Comment gagner en prestige et en influence? Dans son best-seller L’ultime échelon: de la réussite à l’excellence. Comment les gens qui réussissent font pour atteindre des sommets encore plus élevés!, Marshall Goldsmith indique que «le tout premier talent des personnes d’influence est de considérer l’individu qu’elles ont en face d’elles comme le plus important du monde. C’est l’une des habiletés qu’ont acquises Bill Clinton et Oprah Winfrey pour devenir les meilleurs dans leur domaine», mais aussi Benjamin Disraeli, premier ministre de la reine Victoria, qui s’arrangeait toujours pour que les gens le quittent avec une idée plus haute d’eux-mêmes. Telle fut aussi l’origine de l’étonnante popularité de Theodore Roosevelt, adoré de ses domestiques. Son valet de chambre ira même jusqu’à écrire un livre intitulé Theodore Roosevelt, le héros de son valet.

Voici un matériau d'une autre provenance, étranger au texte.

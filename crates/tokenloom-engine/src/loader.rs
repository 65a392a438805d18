//! Token file discovery and loading.
//!
//! # Layout
//!
//! ```text
//! tokens/
//!   color.tokens.json        base
//!   components/button.json   base
//!   themes/
//!     dark.json              theme "dark"
//!     high-contrast.json     theme "high-contrast"
//! ```
//!
//! Every root is walked recursively in sorted order. Directories named
//! `themes` are skipped during the base load; themes are looked up at
//! `<root>/themes/` and `<root>/tokens/themes/`.
//!
//! Files are deep-merged in walk order, so for any given layout the later
//! file (by sorted path) wins a conflict. Once merging is done the
//! [`scale`](crate::scale) expander runs on the result.

use std::collections::BTreeMap;
use std::path::{Path, PathBuf};

use crate::diagnostic::{Diagnostic, DiagnosticKind, DiagnosticSink};
use crate::dictionary::{Dictionary, Node};
use crate::error::TokenError;
use crate::scale;

/// Directory name holding theme files.
pub const THEMES_DIR: &str = "themes";

/// Suffixes recognised when none are configured.
pub const DEFAULT_SUFFIXES: &[&str] = &[".tokens.json", ".json"];

/// Reads token files from disk.
#[derive(Debug, Clone)]
pub struct Loader {
    /// Longest first, so `.tokens.json` is stripped before `.json`.
    suffixes: Vec<String>,
}

impl Default for Loader {
    fn default() -> Self {
        Self::new(DEFAULT_SUFFIXES.iter().map(|s| s.to_string()))
    }
}

impl Loader {
    pub fn new(suffixes: impl IntoIterator<Item = String>) -> Self {
        let mut suffixes: Vec<String> = suffixes.into_iter().filter(|s| !s.is_empty()).collect();
        suffixes.sort_by(|a, b| b.len().cmp(&a.len()).then_with(|| a.cmp(b)));
        suffixes.dedup();
        Self { suffixes }
    }

    pub fn suffixes(&self) -> &[String] {
        &self.suffixes
    }

    /// The matching suffix, when `path` is a token file.
    fn matching_suffix(&self, path: &Path) -> Option<&str> {
        let name = path.file_name()?.to_str()?;
        self.suffixes
            .iter()
            .find(|suffix| name.len() > suffix.len() && name.ends_with(suffix.as_str()))
            .map(String::as_str)
    }

    pub fn is_token_file(&self, path: &Path) -> bool {
        self.matching_suffix(path).is_some()
    }

    /// File name minus the token suffix.
    pub fn theme_name(&self, path: &Path) -> Option<String> {
        let suffix = self.matching_suffix(path)?;
        let name = path.file_name()?.to_str()?;
        Some(name[..name.len() - suffix.len()].to_string())
    }

    /// Loads and merges every base token file under `roots`.
    pub fn load_base(
        &self,
        roots: &[PathBuf],
        sink: &mut dyn DiagnosticSink,
    ) -> Result<Dictionary, TokenError> {
        let mut base = Dictionary::new();
        for root in roots {
            if !root.is_dir() {
                return Err(TokenError::DirectoryNotFound { path: root.clone() });
            }
            for file in self.token_files(root, true)? {
                let dict = self.load_file(&file)?;
                base.merge(&dict, sink);
            }
        }
        report_scale_errors(&mut base, sink);
        tracing::debug!(tokens = base.tokens().len(), "loaded base dictionary");
        Ok(base)
    }

    /// Loads every theme found under `roots`, keyed by theme name.
    ///
    /// A theme defined in several files (or several roots) is merged in walk order.
    pub fn load_themes(
        &self,
        roots: &[PathBuf],
        sink: &mut dyn DiagnosticSink,
    ) -> Result<BTreeMap<String, Dictionary>, TokenError> {
        let mut themes: BTreeMap<String, Dictionary> = BTreeMap::new();
        for root in roots {
            for dir in theme_dirs(root) {
                for file in self.token_files(&dir, false)? {
                    let Some(name) = self.theme_name(&file) else {
                        continue;
                    };
                    let mut dict = self.load_file(&file)?;
                    unwrap_theme_root(&mut dict, &name, &file);
                    themes.entry(name).or_default().merge(&dict, sink);
                }
            }
        }
        for (name, theme) in themes.iter_mut() {
            report_scale_errors(theme, sink);
            tracing::debug!(theme = %name, tokens = theme.tokens().len(), "loaded theme");
        }
        Ok(themes)
    }

    /// Reads and decodes a single token file.
    pub fn load_file(&self, path: &Path) -> Result<Dictionary, TokenError> {
        let content = std::fs::read_to_string(path).map_err(|source| TokenError::Io {
            path: path.to_path_buf(),
            source,
        })?;
        let json: serde_json::Value =
            serde_json::from_str(&content).map_err(|e| TokenError::Parse {
                path: path.to_path_buf(),
                message: e.to_string(),
                line: e.line(),
                column: e.column(),
            })?;
        tracing::debug!(file = %path.display(), "loaded token file");
        Dictionary::from_json(&json, Some(path)).ok_or_else(|| TokenError::Structural {
            path: path.to_path_buf(),
            message: format!("top-level value must be an object, found {}", json_kind(&json)),
        })
    }

    /// Token files under `root`, sorted by path.
    pub fn token_files(&self, root: &Path, skip_themes: bool) -> Result<Vec<PathBuf>, TokenError> {
        let mut files = Vec::new();
        self.walk(root, skip_themes, &mut files)?;
        Ok(files)
    }

    fn walk(&self, dir: &Path, skip_themes: bool, files: &mut Vec<PathBuf>) -> Result<(), TokenError> {
        let io_error = |source| TokenError::Io {
            path: dir.to_path_buf(),
            source,
        };
        let mut entries = Vec::new();
        for entry in std::fs::read_dir(dir).map_err(io_error)? {
            entries.push(entry.map_err(io_error)?.path());
        }
        entries.sort();

        for path in entries {
            if path.is_dir() {
                if skip_themes && path.file_name().is_some_and(|n| n == THEMES_DIR) {
                    continue;
                }
                self.walk(&path, skip_themes, files)?;
            } else if path.is_file() && self.is_token_file(&path) {
                files.push(path);
            }
        }
        Ok(())
    }
}

/// `<root>/themes` and `<root>/tokens/themes`, whichever exist.
pub fn theme_dirs(root: &Path) -> Vec<PathBuf> {
    [root.join(THEMES_DIR), root.join("tokens").join(THEMES_DIR)]
        .into_iter()
        .filter(|dir| dir.is_dir())
        .collect()
}

/// `{"dark": {...}}` in `dark.json` is unwrapped to `{...}`.
fn unwrap_theme_root(dict: &mut Dictionary, name: &str, file: &Path) {
    let root = dict.root();
    if !root.meta.is_empty() || root.children.len() != 1 {
        return;
    }
    let Some(Node::Group(inner)) = root.children.get(name) else {
        return;
    };
    *dict = Dictionary::from_group(inner.clone(), Some(file));
}

fn report_scale_errors(dict: &mut Dictionary, sink: &mut dyn DiagnosticSink) {
    for err in scale::expand(dict) {
        let file = dict
            .sources()
            .iter()
            .find(|(path, _)| path.starts_with(&format!("{}.", err.path)))
            .map(|(_, file)| file.clone());
        sink.emit(
            Diagnostic::error(DiagnosticKind::Scale, err.to_string())
                .at(&err.path)
                .in_file(file.as_deref()),
        );
    }
}

fn json_kind(json: &serde_json::Value) -> &'static str {
    match json {
        serde_json::Value::Null => "null",
        serde_json::Value::Bool(_) => "a boolean",
        serde_json::Value::Number(_) => "a number",
        serde_json::Value::String(_) => "a string",
        serde_json::Value::Array(_) => "an array",
        serde_json::Value::Object(_) => "an object",
    }
}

Dans le même ordre d’idées, Dale Carnegie relève que pour susciter l’admiration et le respect, il suffit de «traiter les autres en égaux, comme des atouts de valeur, et non comme des pièces dans les rouages de l’entreprise. Rappeler au téléphone, se souvenir d’un nom, traiter quelqu’un avec respect, cela fait partie des choses importantes que fait un leader.» Il cite l’exemple du roi de l’acier Andrew Carnegie qui se flattait «de connaître par cœur le prénom d’un grand nombre de ses ouvriers, et affirmait avec fierté que tant qu’il avait dirigé personnellement son entreprise, nulle grève n’était venue troubler ses usines», mais aussi celui de Franklin D. Roosevelt, qui n’hésita pas à engager un agent électoral capable d’appeler cinquante mille personnes par leur prénom. «La mémoire prodigieuse de James Farley contribua fortement à installer Franklin D. Roosevelt dans le fauteuil présidentiel», assure-t-il. Autrement dit, pour qu’une personne ait de vous une image de grandeur, vous avez tout à gagner à la grandir elle-même.

En définitive, «que ce soit face à une personne ou à une foule, tentez l’expérience suivante, conseille Robert Greene, auteur de L’art de la séduction (éd. Le Duc). Avant d’ouvrir la bouche, posez-vous la question suivante: que puis-je dire qui plaise à mes auditeurs?» Dale Carnegie ajoute quant à lui que «le principe le plus profond de la nature humaine, c’est la soif d’être apprécié. Cette soif est inextinguible et celui qui peut honnêtement l’étancher tient ses semblables entre ses mains.»